→ **Work to be completed**
Within the entries below, find the portion that opens with the line containing "controller.run().await?;" and closes with the line containing "pub use passthrough::PassthroughDocument;". Retype that portion exactly and only.

***** Exercise materials

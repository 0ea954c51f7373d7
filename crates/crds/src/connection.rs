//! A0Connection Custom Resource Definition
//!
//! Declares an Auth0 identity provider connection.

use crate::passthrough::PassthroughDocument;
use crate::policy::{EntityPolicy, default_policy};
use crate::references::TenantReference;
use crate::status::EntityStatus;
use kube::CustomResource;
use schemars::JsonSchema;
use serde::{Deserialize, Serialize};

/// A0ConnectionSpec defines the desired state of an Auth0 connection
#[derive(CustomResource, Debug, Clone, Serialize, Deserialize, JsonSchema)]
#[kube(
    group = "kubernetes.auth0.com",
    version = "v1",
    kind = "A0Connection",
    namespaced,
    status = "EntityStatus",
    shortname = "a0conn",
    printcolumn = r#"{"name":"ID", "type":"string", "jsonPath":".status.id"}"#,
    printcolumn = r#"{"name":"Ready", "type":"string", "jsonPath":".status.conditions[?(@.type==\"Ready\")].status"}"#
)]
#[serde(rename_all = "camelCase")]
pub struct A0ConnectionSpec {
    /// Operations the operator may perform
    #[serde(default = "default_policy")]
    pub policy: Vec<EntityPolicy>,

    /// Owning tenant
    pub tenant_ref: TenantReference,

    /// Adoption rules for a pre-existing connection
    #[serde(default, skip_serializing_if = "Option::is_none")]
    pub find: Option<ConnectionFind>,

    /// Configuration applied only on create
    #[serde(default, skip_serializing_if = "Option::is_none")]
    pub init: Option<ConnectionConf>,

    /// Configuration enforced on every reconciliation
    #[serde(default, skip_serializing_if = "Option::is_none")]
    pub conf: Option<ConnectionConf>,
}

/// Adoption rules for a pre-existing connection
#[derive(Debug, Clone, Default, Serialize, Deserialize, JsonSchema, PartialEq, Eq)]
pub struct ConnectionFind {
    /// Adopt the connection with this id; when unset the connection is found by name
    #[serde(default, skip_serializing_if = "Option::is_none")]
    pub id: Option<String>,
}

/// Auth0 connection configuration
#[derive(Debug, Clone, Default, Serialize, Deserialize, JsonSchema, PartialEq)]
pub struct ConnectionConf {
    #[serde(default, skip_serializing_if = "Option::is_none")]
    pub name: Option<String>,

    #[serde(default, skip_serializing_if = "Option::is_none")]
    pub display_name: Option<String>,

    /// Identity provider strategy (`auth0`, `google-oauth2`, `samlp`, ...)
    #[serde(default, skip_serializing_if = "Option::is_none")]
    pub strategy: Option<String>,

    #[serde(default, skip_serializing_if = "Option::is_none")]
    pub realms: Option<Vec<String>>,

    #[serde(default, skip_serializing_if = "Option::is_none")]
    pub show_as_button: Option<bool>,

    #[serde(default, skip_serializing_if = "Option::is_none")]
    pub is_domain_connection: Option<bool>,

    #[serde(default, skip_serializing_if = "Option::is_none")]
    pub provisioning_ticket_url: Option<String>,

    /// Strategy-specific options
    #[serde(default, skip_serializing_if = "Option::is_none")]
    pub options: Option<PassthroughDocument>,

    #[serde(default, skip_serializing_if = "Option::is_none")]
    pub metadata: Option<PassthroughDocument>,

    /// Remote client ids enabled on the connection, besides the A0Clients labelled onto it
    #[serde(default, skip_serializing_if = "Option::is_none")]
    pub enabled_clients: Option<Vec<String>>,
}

**********
***** Exercise materials

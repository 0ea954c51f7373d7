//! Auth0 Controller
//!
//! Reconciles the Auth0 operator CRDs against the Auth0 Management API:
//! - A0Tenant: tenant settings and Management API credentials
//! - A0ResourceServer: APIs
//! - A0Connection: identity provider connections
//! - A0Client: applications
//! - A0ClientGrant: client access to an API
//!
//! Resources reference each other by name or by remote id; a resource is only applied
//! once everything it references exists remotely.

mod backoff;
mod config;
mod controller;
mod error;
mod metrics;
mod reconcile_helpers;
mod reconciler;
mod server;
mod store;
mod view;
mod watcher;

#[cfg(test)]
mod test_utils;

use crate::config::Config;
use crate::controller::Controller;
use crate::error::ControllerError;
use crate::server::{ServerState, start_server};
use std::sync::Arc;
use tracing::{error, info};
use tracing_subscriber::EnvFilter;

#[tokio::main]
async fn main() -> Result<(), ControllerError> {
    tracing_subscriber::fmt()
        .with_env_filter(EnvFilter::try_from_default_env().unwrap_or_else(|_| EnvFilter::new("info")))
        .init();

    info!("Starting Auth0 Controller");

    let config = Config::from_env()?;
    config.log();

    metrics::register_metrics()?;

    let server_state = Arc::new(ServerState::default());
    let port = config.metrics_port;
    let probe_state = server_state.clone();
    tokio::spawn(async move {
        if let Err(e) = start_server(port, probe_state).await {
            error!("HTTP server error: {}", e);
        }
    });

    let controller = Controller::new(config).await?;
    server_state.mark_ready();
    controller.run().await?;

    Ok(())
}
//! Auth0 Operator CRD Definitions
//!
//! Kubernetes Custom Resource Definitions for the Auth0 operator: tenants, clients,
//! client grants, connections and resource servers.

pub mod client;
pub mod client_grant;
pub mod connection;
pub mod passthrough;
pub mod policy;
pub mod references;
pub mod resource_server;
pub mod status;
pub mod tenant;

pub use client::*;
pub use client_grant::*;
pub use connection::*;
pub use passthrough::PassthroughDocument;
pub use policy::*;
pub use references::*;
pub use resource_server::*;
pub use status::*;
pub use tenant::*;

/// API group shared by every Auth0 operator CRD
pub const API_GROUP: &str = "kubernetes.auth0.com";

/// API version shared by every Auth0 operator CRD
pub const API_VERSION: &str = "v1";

**********
***** Exercise materials

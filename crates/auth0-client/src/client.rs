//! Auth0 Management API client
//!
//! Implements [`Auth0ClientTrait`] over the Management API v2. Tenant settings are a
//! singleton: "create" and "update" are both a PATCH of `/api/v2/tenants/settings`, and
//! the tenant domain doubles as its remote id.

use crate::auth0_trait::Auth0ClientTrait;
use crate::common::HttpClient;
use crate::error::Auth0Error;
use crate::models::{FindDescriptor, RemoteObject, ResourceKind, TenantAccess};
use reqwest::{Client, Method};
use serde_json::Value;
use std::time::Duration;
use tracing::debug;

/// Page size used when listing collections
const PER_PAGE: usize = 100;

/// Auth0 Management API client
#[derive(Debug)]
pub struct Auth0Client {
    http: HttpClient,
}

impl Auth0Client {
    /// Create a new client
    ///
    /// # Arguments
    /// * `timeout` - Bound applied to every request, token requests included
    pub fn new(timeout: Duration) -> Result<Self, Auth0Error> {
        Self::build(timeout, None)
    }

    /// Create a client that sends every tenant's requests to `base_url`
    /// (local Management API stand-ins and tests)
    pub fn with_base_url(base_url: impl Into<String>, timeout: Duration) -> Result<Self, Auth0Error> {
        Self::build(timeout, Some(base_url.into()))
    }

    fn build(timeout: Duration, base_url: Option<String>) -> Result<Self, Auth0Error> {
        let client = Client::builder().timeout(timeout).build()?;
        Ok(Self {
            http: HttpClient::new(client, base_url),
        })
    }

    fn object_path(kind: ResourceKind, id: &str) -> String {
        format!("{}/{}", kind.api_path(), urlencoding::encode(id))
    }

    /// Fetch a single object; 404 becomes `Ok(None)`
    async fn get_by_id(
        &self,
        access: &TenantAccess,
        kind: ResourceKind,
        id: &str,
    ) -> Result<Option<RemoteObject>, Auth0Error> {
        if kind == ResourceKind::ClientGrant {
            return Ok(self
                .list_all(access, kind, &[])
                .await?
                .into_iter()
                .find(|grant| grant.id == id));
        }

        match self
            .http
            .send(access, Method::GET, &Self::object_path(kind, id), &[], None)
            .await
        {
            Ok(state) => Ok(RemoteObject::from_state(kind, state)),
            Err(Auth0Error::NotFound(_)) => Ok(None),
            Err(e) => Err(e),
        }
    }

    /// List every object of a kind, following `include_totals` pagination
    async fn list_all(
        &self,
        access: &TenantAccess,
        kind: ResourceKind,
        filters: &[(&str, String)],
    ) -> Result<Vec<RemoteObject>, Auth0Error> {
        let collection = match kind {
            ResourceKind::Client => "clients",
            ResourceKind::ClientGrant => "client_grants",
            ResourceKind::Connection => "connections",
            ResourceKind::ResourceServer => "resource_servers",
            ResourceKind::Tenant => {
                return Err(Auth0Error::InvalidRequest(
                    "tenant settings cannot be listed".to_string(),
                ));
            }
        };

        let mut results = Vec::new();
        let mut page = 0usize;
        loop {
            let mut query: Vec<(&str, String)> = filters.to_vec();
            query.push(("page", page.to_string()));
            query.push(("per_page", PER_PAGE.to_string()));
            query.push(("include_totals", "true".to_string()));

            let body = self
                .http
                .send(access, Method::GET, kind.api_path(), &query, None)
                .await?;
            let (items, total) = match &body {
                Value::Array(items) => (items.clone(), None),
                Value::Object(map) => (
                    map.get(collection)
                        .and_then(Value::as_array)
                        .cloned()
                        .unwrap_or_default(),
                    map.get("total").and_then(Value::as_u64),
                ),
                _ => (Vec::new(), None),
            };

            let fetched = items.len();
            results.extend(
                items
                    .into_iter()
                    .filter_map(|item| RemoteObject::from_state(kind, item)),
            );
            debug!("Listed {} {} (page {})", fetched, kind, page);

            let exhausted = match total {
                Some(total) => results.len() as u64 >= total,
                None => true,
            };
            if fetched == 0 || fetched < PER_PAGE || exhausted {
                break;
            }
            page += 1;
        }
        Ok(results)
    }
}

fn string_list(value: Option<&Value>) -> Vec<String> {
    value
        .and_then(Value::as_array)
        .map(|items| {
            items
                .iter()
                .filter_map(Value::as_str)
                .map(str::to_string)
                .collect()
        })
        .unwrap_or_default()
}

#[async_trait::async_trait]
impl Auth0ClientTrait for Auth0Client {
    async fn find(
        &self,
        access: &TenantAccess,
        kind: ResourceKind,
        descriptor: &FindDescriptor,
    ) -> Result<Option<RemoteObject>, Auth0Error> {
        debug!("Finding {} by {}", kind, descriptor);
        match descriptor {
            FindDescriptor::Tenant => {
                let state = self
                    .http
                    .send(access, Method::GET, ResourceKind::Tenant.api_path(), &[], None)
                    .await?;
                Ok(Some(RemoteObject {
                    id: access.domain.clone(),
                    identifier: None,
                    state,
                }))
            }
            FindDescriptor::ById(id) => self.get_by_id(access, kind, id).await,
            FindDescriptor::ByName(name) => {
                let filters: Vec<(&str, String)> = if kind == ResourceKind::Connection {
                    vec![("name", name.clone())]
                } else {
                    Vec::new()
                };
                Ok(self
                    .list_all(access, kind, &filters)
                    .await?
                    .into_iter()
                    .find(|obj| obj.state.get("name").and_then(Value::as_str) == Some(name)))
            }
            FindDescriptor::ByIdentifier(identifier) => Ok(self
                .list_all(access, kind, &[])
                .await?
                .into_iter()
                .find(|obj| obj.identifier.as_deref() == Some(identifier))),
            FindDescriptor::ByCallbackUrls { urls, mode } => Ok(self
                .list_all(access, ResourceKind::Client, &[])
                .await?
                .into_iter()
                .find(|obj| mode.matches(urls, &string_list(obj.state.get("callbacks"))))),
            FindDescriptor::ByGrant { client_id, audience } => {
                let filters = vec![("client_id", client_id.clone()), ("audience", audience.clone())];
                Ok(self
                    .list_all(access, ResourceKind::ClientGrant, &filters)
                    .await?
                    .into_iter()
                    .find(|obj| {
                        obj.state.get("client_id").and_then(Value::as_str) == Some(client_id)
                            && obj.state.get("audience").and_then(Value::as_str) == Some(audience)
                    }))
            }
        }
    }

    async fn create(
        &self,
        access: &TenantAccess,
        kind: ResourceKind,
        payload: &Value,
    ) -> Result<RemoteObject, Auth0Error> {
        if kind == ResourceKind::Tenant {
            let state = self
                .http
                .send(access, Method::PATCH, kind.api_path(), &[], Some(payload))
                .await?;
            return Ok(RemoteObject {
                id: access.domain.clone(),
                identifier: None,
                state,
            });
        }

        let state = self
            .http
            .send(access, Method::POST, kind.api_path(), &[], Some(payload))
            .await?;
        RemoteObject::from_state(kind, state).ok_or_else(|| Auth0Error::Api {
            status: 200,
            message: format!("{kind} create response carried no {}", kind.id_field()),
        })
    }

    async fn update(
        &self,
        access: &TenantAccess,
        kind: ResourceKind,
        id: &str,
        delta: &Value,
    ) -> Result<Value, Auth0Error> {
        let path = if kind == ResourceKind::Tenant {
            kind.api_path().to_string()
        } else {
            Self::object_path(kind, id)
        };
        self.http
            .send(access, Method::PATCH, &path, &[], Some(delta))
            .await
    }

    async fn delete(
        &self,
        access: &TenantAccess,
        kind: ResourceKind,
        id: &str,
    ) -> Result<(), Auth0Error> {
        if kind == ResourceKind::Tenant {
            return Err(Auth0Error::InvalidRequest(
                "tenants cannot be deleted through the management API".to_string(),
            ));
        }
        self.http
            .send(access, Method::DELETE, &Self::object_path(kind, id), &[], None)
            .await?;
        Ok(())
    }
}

**********

→ **Problem solution**
    controller.run().await?;

    Ok(())
}
//! Auth0 Operator CRD Definitions
//!
//! Kubernetes Custom Resource Definitions for the Auth0 operator: tenants, clients,
//! client grants, connections and resource servers.

pub mod client;
pub mod client_grant;
pub mod connection;
pub mod passthrough;
pub mod policy;
pub mod references;
pub mod resource_server;
pub mod status;
pub mod tenant;

pub use client::*;
pub use client_grant::*;
pub use connection::*;
pub use passthrough::PassthroughDocument;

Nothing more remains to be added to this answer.